**INPUT**
◆ ◆ ◆ ◆ ◆
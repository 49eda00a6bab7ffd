use respiguard_core::MetricBound;
use serde::{Deserialize, Serialize};

/// Clamp range and per-tick step for one walked metric.
///
/// A draw `u` moves the value by `(u - center) * step`, then clamps into
/// `[min, max]`.
#[derive(Debug, Clone, Copy, PartialEq, Serialize, Deserialize)]
pub struct WalkRange {
    pub min: f64,
    pub max: f64,
    pub step: f64,
    pub center: f64,
}

impl WalkRange {
    pub const fn symmetric(min: f64, max: f64, step: f64) -> Self {
        Self {
            min,
            max,
            step,
            center: 0.5,
        }
    }

    pub fn bound(&self) -> MetricBound {
        MetricBound::new(self.min, self.max)
    }

    pub fn walk(&self, value: f64, u: f64, gain: f64) -> f64 {
        self.bound()
            .clamp(value + (u - self.center) * self.step * gain)
    }
}

/// Adverse-environment coupling into heart-rate drift.
#[derive(Debug, Clone, Copy, PartialEq, Serialize, Deserialize)]
pub struct StressCoupling {
    pub pm25_above: f64,
    pub temperature_below: f64,
    pub factor: f64,
}

impl StressCoupling {
    pub fn factor_for(&self, pm25: f64, temperature: f64) -> f64 {
        if pm25 > self.pm25_above || temperature < self.temperature_below {
            self.factor
        } else {
            1.0
        }
    }
}

#[derive(Debug, Clone, Copy, PartialEq, Serialize, Deserialize)]
pub struct DriftEnvelope {
    pub temperature: WalkRange,
    pub humidity: WalkRange,
    /// Floor-only walk; `max` is unused beyond saturation at infinity.
    pub pm25: WalkRange,
    pub snow_event_above: f64,
    pub snow_increment: f64,
    pub heart_rate: WalkRange,
    pub spo2: WalkRange,
    pub respiratory_rate: WalkRange,
    pub stress: StressCoupling,
}

impl DriftEnvelope {
    pub fn default_for_winter() -> Self {
        Self {
            temperature: WalkRange::symmetric(-15.0, 5.0, 0.2),
            humidity: WalkRange::symmetric(40.0, 100.0, 1.0),
            pm25: WalkRange::symmetric(0.0, f64::INFINITY, 2.0),
            snow_event_above: 0.8,
            snow_increment: 0.1,
            heart_rate: WalkRange::symmetric(60.0, 130.0, 4.0),
            // Off-centre draw: saturation steps up about 60% of the time.
            spo2: WalkRange {
                min: 90.0,
                max: 100.0,
                step: 0.5,
                center: 0.4,
            },
            respiratory_rate: WalkRange::symmetric(12.0, 30.0, 1.0),
            stress: StressCoupling {
                pm25_above: 35.0,
                temperature_below: -10.0,
                factor: 1.05,
            },
        }
    }
}

impl Default for DriftEnvelope {
    fn default() -> Self {
        Self::default_for_winter()
    }
}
◆ ◆ ◆ ◆ ◆
Write out the whole listing again, keeping every character as it is.

**EXERCISE RESPONSE**
repository 49eda00a6bab7ffd
use respiguard_core::MetricBound;
use serde::{Deserialize, Serialize};

/// Clamp range and per-tick step for one walked metric.
///
/// A draw `u` moves the value by `(u - center) * step`, then clamps into
/// `[min, max]`.
#[derive(Debug, Clone, Copy, PartialEq, Serialize, Deserialize)]
pub struct WalkRange {
    pub min: f64,
    pub max: f64,
    pub step: f64,
    pub center: f64,
}

impl WalkRange {
    pub const fn symmetric(min: f64, max: f64, step: f64) -> Self {
        Self {
            min,
            max,
            step,
            center: 0.5,
        }
    }

    pub fn bound(&self) -> MetricBound {
        MetricBound::new(self.min, self.max)
    }

    pub fn walk(&self, value: f64, u: f64, gain: f64) -> f64 {
        self.bound()
            .clamp(value + (u - self.center) * self.step * gain)
    }
}

/// Adverse-environment coupling into heart-rate drift.
#[derive(Debug, Clone, Copy, PartialEq, Serialize, Deserialize)]
pub struct StressCoupling {
    pub pm25_above: f64,
    pub temperature_below: f64,
    pub factor: f64,
}

impl StressCoupling {
    pub fn factor_for(&self, pm25: f64, temperature: f64) -> f64 {
        if pm25 > self.pm25_above || temperature < self.temperature_below {
            self.factor
        } else {
            1.0
        }
    }
}

#[derive(Debug, Clone, Copy, PartialEq, Serialize, Deserialize)]
pub struct DriftEnvelope {
    pub temperature: WalkRange,
    pub humidity: WalkRange,
    /// Floor-only walk; `max` is unused beyond saturation at infinity.
    pub pm25: WalkRange,
    pub snow_event_above: f64,
    pub snow_increment: f64,
    pub heart_rate: WalkRange,
    pub spo2: WalkRange,
    pub respiratory_rate: WalkRange,
    pub stress: StressCoupling,
}

impl DriftEnvelope {
    pub fn default_for_winter() -> Self {
        Self {
            temperature: WalkRange::symmetric(-15.0, 5.0, 0.2),
            humidity: WalkRange::symmetric(40.0, 100.0, 1.0),
            pm25: WalkRange::symmetric(0.0, f64::INFINITY, 2.0),
            snow_event_above: 0.8,
            snow_increment: 0.1,
            heart_rate: WalkRange::symmetric(60.0, 130.0, 4.0),
            // Off-centre draw: saturation steps up about 60% of the time.
            spo2: WalkRange {
                min: 90.0,
                max: 100.0,
                step: 0.5,
                center: 0.4,
            },
            respiratory_rate: WalkRange::symmetric(12.0, 30.0, 1.0),
            stress: StressCoupling {
                pm25_above: 35.0,
                temperature_below: -10.0,
                factor: 1.05,
            },
        }
    }
}

impl Default for DriftEnvelope {
    fn default() -> Self {
        Self::default_for_winter()
    }
}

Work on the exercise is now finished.